▶ AIM OF THE EXERCISE
In the entries that follow, find the line containing "use crate::widget::ControlEvent;", then output exactly every line from the first through that one.

▶ DATASET CONTENT
#####
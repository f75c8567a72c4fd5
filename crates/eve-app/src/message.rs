//! Message types for the application (TEA pattern)

use serde::{Deserialize, Serialize};

use eve_core::{ElementId, SceneNotification};

use crate::fit_panel::{ContourRequest, FitInputs, ScanRequest};
use crate::widget::ControlEvent;

/// Render-self checkbox state of one summary item.
#[derive(Debug, Clone, PartialEq, Eq, Serialize, Deserialize)]
pub struct TreeSelection {
    pub path: String,
    pub selected: bool,
}

/// All possible messages/actions in the application
#[derive(Debug, Clone, PartialEq, Serialize, Deserialize)]
#[serde(tag = "type", rename_all = "snake_case")]
pub enum Message {
    // ─────────────────────────────────────────────────────────
    // Backend notifications
    // ─────────────────────────────────────────────────────────
    /// Element manager notification
    Scene(SceneNotification),

    /// Fit backend frame (`MODEL:...`, `PARS:...`, `ADVANCED:...`)
    Panel { text: String },

    /// An element was added to a selection
    SelectElement {
        selection_id: ElementId,
        element_id: ElementId,
    },

    /// An element was removed from a selection
    UnselectElement {
        selection_id: ElementId,
        element_id: ElementId,
    },

    // ─────────────────────────────────────────────────────────
    // Summary tree input
    // ─────────────────────────────────────────────────────────
    /// Checkboxes toggled in the tree
    SelectionChanged { items: Vec<TreeSelection> },

    /// Edit button of a tree item pressed
    DetailPressed { path: String },

    /// Pointer entered a tree item
    MouseEnter { element_id: ElementId },

    /// Pointer left a tree item
    MouseLeave,

    // ─────────────────────────────────────────────────────────
    // Editor input
    // ─────────────────────────────────────────────────────────
    /// A control of the open editor was edited
    ControlEdited { index: usize, event: ControlEvent },

    CloseEditor,

    // ─────────────────────────────────────────────────────────
    // Fit panel input
    // ─────────────────────────────────────────────────────────
    Fit(FitCommand),

    /// Stop the engine loop
    Quit,
}

/// User actions on the fit panel.
#[derive(Debug, Clone, PartialEq, Serialize, Deserialize)]
#[serde(tag = "command", rename_all = "snake_case")]
pub enum FitCommand {
    DoFit(FitInputs),
    Reset,
    Back,
    SelectFunction { name: String },
    OperationText { text: String },
    SelectLibrary { library: String },
    SelectTypeFunc { type_func: String },
    SetNoStore { no_store: bool },
    UpdateRange { low: f64, high: f64 },
    DrawContour(ContourRequest),
    DrawScan(ScanRequest),
    ApplyPars,
    SetContourColor { color: String },
}

#[cfg(test)]
mod tests {
    use super::*;
    use serde_json::json;

    #[test]
    fn test_message_json_shapes() {
        let msg: Message = serde_json::from_value(json!({
            "type": "control_edited",
            "index": 2,
            "event": { "kind": "number", "value": "3" }
        }))
        .unwrap();
        assert_eq!(
            msg,
            Message::ControlEdited {
                index: 2,
                event: ControlEvent::Number { value: "3".into() }
            }
        );

        let msg: Message =
            serde_json::from_value(json!({ "type": "scene", "kind": "end_changes" })).unwrap();
        assert_eq!(msg, Message::Scene(SceneNotification::EndChanges));
    }

    #[test]
    fn test_fit_command_json() {
        let msg: Message = serde_json::from_value(json!({
            "type": "fit",
            "command": "do_fit",
            "min_library": "Minuit2",
            "max_iterations": 50
        }))
        .unwrap();
        assert!(matches!(
            msg,
            Message::Fit(FitCommand::DoFit(FitInputs { max_iterations: Some(50), .. }))
        ));

        let msg: Message =
            serde_json::from_value(json!({ "type": "fit", "command": "back" })).unwrap();
        assert_eq!(msg, Message::Fit(FitCommand::Back));
    }
}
#####
▶ TASK OUTPUT
repository f75c8567a72c4fd5
filename crates/eve-app/src/message.rs
//! Message types for the application (TEA pattern)

use serde::{Deserialize, Serialize};

use eve_core::{ElementId, SceneNotification};

use crate::fit_panel::{ContourRequest, FitInputs, ScanRequest};
use crate::widget::ControlEvent;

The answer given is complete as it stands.